ABOUT THIS TASK
Which lines mention "processor"? Show each one from the listing.

RECORDS PROVIDED
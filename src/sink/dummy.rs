use super::{BulkWriter, Result, SinkKind};
use crate::record::BoundOutputRecord;
use async_trait::async_trait;
use std::io::Write;

/// Dry-run writer printing records as JSON lines to stdout
#[derive(Debug)]
pub struct PrintWriter {
    kind: SinkKind,
}

impl PrintWriter {
    pub fn new(kind: SinkKind) -> Self {
        Self { kind }
    }
}

#[async_trait]
impl BulkWriter for PrintWriter {
    fn kind(&self) -> SinkKind {
        self.kind
    }

    async fn write_chunk(&self, chunk: &[BoundOutputRecord]) -> Result<()> {
        // the time-series writer only acknowledges, records are printed once
        if self.kind != SinkKind::Doc {
            return Ok(());
        }
        let mut out = String::new();
        for item in chunk {
            out.push_str(&item.rec.to_json()?);
            out.push('\n');
        }
        let stdout = std::io::stdout();
        let mut lock = stdout.lock();
        let _ = lock.write_all(out.as_bytes());
        Ok(())
    }
}

#[cfg(test)]
mod tests {
    use super::*;
    use crate::sink::testing::bound;

    #[tokio::test]
    async fn test_print_writer_acknowledges() {
        let writer = PrintWriter::new(SinkKind::TimeSeries);
        assert!(writer
            .write_chunk(&[bound("/log/a.log", 1, 0, 10)])
            .await
            .is_ok());
    }
}
use crate::record::{OutputRecord, ServiceOutput};
use serde::{Deserialize, Serialize};
use std::net::IpAddr;
use std::path::Path;
use thiserror::Error;
use tracing::{debug, info};

#[derive(Debug, Error)]
pub enum GeoError {
    #[error("failed to read geo database: {0}")]
    Io(#[from] std::io::Error),

    #[error("failed to parse geo database: {0}")]
    Json(#[from] serde_json::Error),

    #[error("invalid network prefix '{0}'")]
    InvalidPrefix(String),
}

/// Location attached to output records
#[derive(Debug, Clone, Default, PartialEq, Serialize, Deserialize)]
#[serde(rename_all = "camelCase")]
pub struct GeoDataRecord {
    pub ip: String,
    pub country_name: String,
    pub latitude: f32,
    pub longitude: f32,
    /// `[longitude, latitude]`
    pub location: [f32; 2],
    pub timezone: String,
}

impl GeoDataRecord {
    pub fn new(ip: &str, location: &GeoLocation) -> Self {
        Self {
            ip: ip.to_string(),
            country_name: location.country_name.clone(),
            latitude: location.latitude,
            longitude: location.longitude,
            location: [location.longitude, location.latitude],
            timezone: location.timezone.clone(),
        }
    }
}

#[derive(Debug, Clone, PartialEq, Serialize, Deserialize)]
#[serde(rename_all = "camelCase")]
pub struct GeoLocation {
    pub country_name: String,
    pub latitude: f32,
    pub longitude: f32,
    #[serde(default)]
    pub timezone: String,
}

/// Narrow lookup interface over a GeoIP database
pub trait GeoLookup: Send + Sync {
    fn lookup(&self, ip: IpAddr) -> Option<GeoLocation>;
}

#[derive(Debug, Default)]
pub struct NullGeoLookup;

impl GeoLookup for NullGeoLookup {
    fn lookup(&self, _ip: IpAddr) -> Option<GeoLocation> {
        None
    }
}

#[derive(Debug, Clone, Copy, PartialEq)]
struct Network {
    addr: IpAddr,
    prefix_len: u8,
}

impl Network {
    fn parse(s: &str) -> Result<Self, GeoError> {
        let (addr, len) = match s.split_once('/') {
            Some((addr, len)) => (addr, Some(len)),
            None => (s, None),
        };
        let addr: IpAddr = addr
            .trim()
            .parse()
            .map_err(|_| GeoError::InvalidPrefix(s.to_string()))?;
        let max_len = if addr.is_ipv4() { 32 } else { 128 };
        let prefix_len = match len {
            Some(len) => len
                .trim()
                .parse::<u8>()
                .ok()
                .filter(|l| *l <= max_len)
                .ok_or_else(|| GeoError::InvalidPrefix(s.to_string()))?,
            None => max_len,
        };
        Ok(Self { addr, prefix_len })
    }

    fn contains(&self, ip: IpAddr) -> bool {
        match (self.addr, ip) {
            (IpAddr::V4(net), IpAddr::V4(ip)) => {
                let mask = u32::MAX.checked_shl(32 - self.prefix_len as u32).unwrap_or(0);
                u32::from(net) & mask == u32::from(ip) & mask
            }
            (IpAddr::V6(net), IpAddr::V6(ip)) => {
                let mask = u128::MAX
                    .checked_shl(128 - self.prefix_len as u32)
                    .unwrap_or(0);
                u128::from(net) & mask == u128::from(ip) & mask
            }
            _ => false,
        }
    }
}

#[derive(Debug, Deserialize)]
#[serde(rename_all = "camelCase")]
struct StaticGeoRow {
    prefix: String,
    #[serde(flatten)]
    location: GeoLocation,
}

/// In-memory table of network prefixes, the longest matching prefix wins
#[derive(Debug, Default)]
pub struct StaticGeoLookup {
    entries: Vec<(Network, GeoLocation)>,
}

impl StaticGeoLookup {
    pub fn from_json(json: &str) -> Result<Self, GeoError> {
        let rows: Vec<StaticGeoRow> = serde_json::from_str(json)?;
        let mut entries = Vec::with_capacity(rows.len());
        for row in rows {
            entries.push((Network::parse(&row.prefix)?, row.location));
        }
        // longest prefix first so the first hit is the most specific one
        entries.sort_by(|a, b| b.0.prefix_len.cmp(&a.0.prefix_len));
        Ok(Self { entries })
    }

    pub fn load(path: &Path) -> Result<Self, GeoError> {
        let json = std::fs::read_to_string(path)?;
        let lookup = Self::from_json(&json)?;
        info!(path = %path.display(), networks = lookup.entries.len(), "Loaded geo database");
        Ok(lookup)
    }

    pub fn len(&self) -> usize {
        self.entries.len()
    }

    pub fn is_empty(&self) -> bool {
        self.entries.is_empty()
    }
}

impl GeoLookup for StaticGeoLookup {
    fn lookup(&self, ip: IpAddr) -> Option<GeoLocation> {
        self.entries
            .iter()
            .find(|(net, _)| net.contains(ip))
            .map(|(_, loc)| loc.clone())
    }
}

/// Attach location data to a record based on its client address
pub fn apply_location(rec: &mut OutputRecord, geo: &dyn GeoLookup) {
    let ip_str = rec.ip_address().to_string();
    let Ok(ip) = ip_str.parse::<IpAddr>() else {
        debug!(ip = %ip_str, "Skipping geo lookup for unparseable address");
        return;
    };
    if let Some(location) = geo.lookup(ip) {
        rec.set_geo_location(GeoDataRecord::new(&ip_str, &location));
    }
}
//! One-shot catch-up over a directory of log files.

use crate::alarm::{BatchProcAlarm, ErrorAlarm};
use crate::buffer::state::state_file_path;
use crate::buffer::{BufferError, DummyBuffer, RecordBuffer, SharedHistory};
use crate::config::types::{BatchFileConfig, Config};
use crate::pipeline::ledger::follow_check;
use crate::pipeline::processor::{FileProcessor, TimeFilter};
use crate::pipeline::PipelineEnv;
use crate::record::LogRange;
use crate::services::{self, ExcludeIpList, LineParser, ServiceError, Transformer, TransformerContext};
use crate::source::reader::{ReaderError, TailReader};
use crate::source::timestamp::{TimestampDetector, TimestampError};
use crate::storage::{BatchWorklog, Worklog, WorklogError};
use chrono::{DateTime, TimeZone, Utc};
use std::io::{BufRead, BufReader};
use std::path::{Path, PathBuf};
use std::sync::{Arc, Mutex, PoisonError};
use thiserror::Error;
use tracing::{debug, error, info, warn};

#[derive(Debug, Error)]
pub enum BatchError {
    #[error("cannot list log directory {path}: {source}")]
    ListDir {
        path: PathBuf,
        source: std::io::Error,
    },

    #[error(transparent)]
    Reader(#[from] ReaderError),

    #[error(transparent)]
    Timestamp(#[from] TimestampError),

    #[error(transparent)]
    Worklog(#[from] WorklogError),

    #[error(transparent)]
    Buffer(#[from] BufferError),

    #[error(transparent)]
    Service(#[from] ServiceError),
}

pub type Result<T> = std::result::Result<T, BatchError>;

/// File picked for a batch run
#[derive(Debug, Clone, PartialEq, Eq)]
pub struct BatchFile {
    pub path: PathBuf,
    /// Time of the first line, or the modification time when it has none
    pub start: DateTime<Utc>,
}

fn modified(metadata: &std::fs::Metadata) -> Option<DateTime<Utc>> {
    metadata.modified().ok().map(DateTime::<Utc>::from)
}

fn first_line_time(path: &Path, detector: &TimestampDetector) -> Option<DateTime<Utc>> {
    let file = std::fs::File::open(path).ok()?;
    let mut line = String::new();
    BufReader::new(file).read_line(&mut line).ok()?;
    detector.detect(&line)
}

/// List files of `conf.src_path` worth reading for records newer than `min`.
///
/// A file qualifies when its first line is not older than `min`. With
/// `partiallyMatchingFiles` an older file still qualifies if it was
/// modified after `min`. Files are returned ordered by their start.
pub fn select_files(
    conf: &BatchFileConfig,
    min: Option<DateTime<Utc>>,
    detector: &TimestampDetector,
) -> Result<Vec<BatchFile>> {
    let entries = std::fs::read_dir(&conf.src_path).map_err(|source| BatchError::ListDir {
        path: conf.src_path.clone(),
        source,
    })?;
    let mut files = Vec::new();
    for entry in entries {
        let entry = entry.map_err(|source| BatchError::ListDir {
            path: conf.src_path.clone(),
            source,
        })?;
        let path = entry.path();
        let Ok(metadata) = entry.metadata() else {
            continue;
        };
        if !metadata.is_file() {
            continue;
        }
        let mtime = modified(&metadata);
        let (start, selected) = match (first_line_time(&path, detector), min) {
            (Some(first), None) => (first, true),
            (Some(first), Some(min)) if first >= min => (first, true),
            (Some(first), Some(min)) => (
                first,
                conf.partially_matching_files && mtime.map(|m| m >= min).unwrap_or(false),
            ),
            (None, min) => match mtime {
                Some(mtime) => (mtime, min.map(|min| mtime >= min).unwrap_or(true)),
                None => {
                    warn!(path = %path.display(), "No usable timestamp, skipping file");
                    continue;
                }
            },
        };
        if selected {
            files.push(BatchFile { path, start });
        } else {
            debug!(path = %path.display(), start = %start, "File older than the last run, skipping");
        }
    }
    files.sort_by(|a, b| a.start.cmp(&b.start).then_with(|| a.path.cmp(&b.path)));
    Ok(files)
}

#[derive(Debug, Default, Clone, Copy, PartialEq, Eq)]
pub struct BatchSummary {
    pub files: usize,
    pub lines: usize,
    pub emitted: usize,
    pub failures: usize,
    pub app_errors: usize,
}

/// Reader of all selected files of one `logFiles` entry
pub struct BatchReader {
    conf: BatchFileConfig,
    worklog: BatchWorklog,
    history: SharedHistory,
    state_path: Option<PathBuf>,
    context: TransformerContext,
    env: PipelineEnv,
}

impl BatchReader {
    pub fn new(config: &Config, conf: &BatchFileConfig, env: PipelineEnv) -> Result<Self> {
        services::resolve(&conf.app_type, &conf.version)?;
        let context = TransformerContext {
            anonymous_users: config.anonymous_users.clone(),
            exclude_ips: ExcludeIpList::default(),
            buffer: conf.buffer.clone(),
            notifier: env.notifier.clone(),
        };
        // a configured buffer keeps its state even without lookup items
        let (history, state_path): (SharedHistory, Option<PathBuf>) = match &conf.buffer {
            Some(buffer) => {
                let dir = conf
                    .worklog_path
                    .parent()
                    .map(PathBuf::from)
                    .unwrap_or_else(|| PathBuf::from("."));
                let path = state_file_path(&dir, &conf.src_path.to_string_lossy());
                let history = RecordBuffer::load(buffer, &path)?;
                (Arc::new(Mutex::new(history)), Some(path))
            }
            None => (Arc::new(Mutex::new(DummyBuffer::default())), None),
        };
        Ok(Self {
            conf: conf.clone(),
            worklog: BatchWorklog::new(&conf.worklog_path),
            history,
            state_path,
            context,
            env,
        })
    }

    pub fn batch_worklog(&self) -> &BatchWorklog {
        &self.worklog
    }

    /// Process every selected file.
    ///
    /// `from` overrides the time of the last run stored in the batch
    /// worklog. The run is recorded only when every chunk was written.
    pub async fn run(&self, from: Option<DateTime<Utc>>, to: Option<DateTime<Utc>>) -> Result<BatchSummary> {
        let min = match from {
            Some(from) => Some(from),
            None => self
                .worklog
                .last_record()?
                .and_then(|ts| Utc.timestamp_opt(ts, 0).single()),
        };
        let detector = TimestampDetector::new(self.conf.tz_shift)?;
        let files = select_files(&self.conf, min, &detector)?;
        info!(
            src = %self.conf.src_path.display(),
            files = files.len(),
            min = ?min,
            "Starting batch run"
        );

        let mut summary = BatchSummary::default();
        for file in &files {
            self.read_file(&file.path, TimeFilter { from: min, to }, &mut summary)
                .await?;
        }

        if self.env.dry_run {
            info!("Dry run, batch worklog and buffer state are not saved");
        } else {
            if summary.failures == 0 {
                self.worklog.save(Utc::now().timestamp())?;
            } else {
                warn!(
                    failures = summary.failures,
                    "Some chunks were not written, the run is not recorded"
                );
            }
            if let Some(path) = &self.state_path {
                let history = self.history.lock().unwrap_or_else(PoisonError::into_inner);
                history.persist(path)?;
            }
        }
        info!(
            files = summary.files,
            lines = summary.lines,
            emitted = summary.emitted,
            app_errors = summary.app_errors,
            "Batch run finished"
        );
        Ok(summary)
    }

    async fn read_file(&self, path: &Path, filter: TimeFilter, summary: &mut BatchSummary) -> Result<()> {
        let app = services::resolve(&self.conf.app_type, &self.conf.version)?;
        let key = path.to_string_lossy().to_string();
        let mut processor = FileProcessor::new(
            &key,
            self.conf.tz_shift,
            LineParser::for_app(app),
            Transformer::for_app(app, self.context.clone()),
            self.history.clone(),
            self.env.geo.clone(),
            ErrorAlarm::Batch(BatchProcAlarm::default()),
            self.env.sinks.clone(),
        )
        .with_time_filter(filter);
        let mut reader = TailReader::new(path).with_partial_lines(true);

        info!(path = %key, "Processing batch file");
        let session = processor.on_check_start();
        let follow = follow_check(session, Arc::new(Worklog::in_memory()), Arc::from(key.as_str()));
        let read = reader
            .apply_new_content(&mut processor, LogRange::unknown(), usize::MAX)
            .await;
        processor.on_check_stop();
        let outcome = follow.await.unwrap_or_else(|e| {
            error!(path = %key, error = %e, "Confirmation follower failed");
            Default::default()
        });
        let stats = processor.stats();
        processor.on_quit();
        read?;

        summary.files += 1;
        summary.lines += stats.lines;
        summary.emitted += stats.emitted;
        summary.app_errors += stats.app_errors;
        summary.failures += outcome.failures;
        Ok(())
    }
}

ANSWER FOR THE TASK
use crate::pipeline::processor::{FileProcessor, TimeFilter};
        let mut processor = FileProcessor::new(
        let session = processor.on_check_start();
            .apply_new_content(&mut processor, LogRange::unknown(), usize::MAX)
        processor.on_check_stop();
        let stats = processor.stats();
        processor.on_quit();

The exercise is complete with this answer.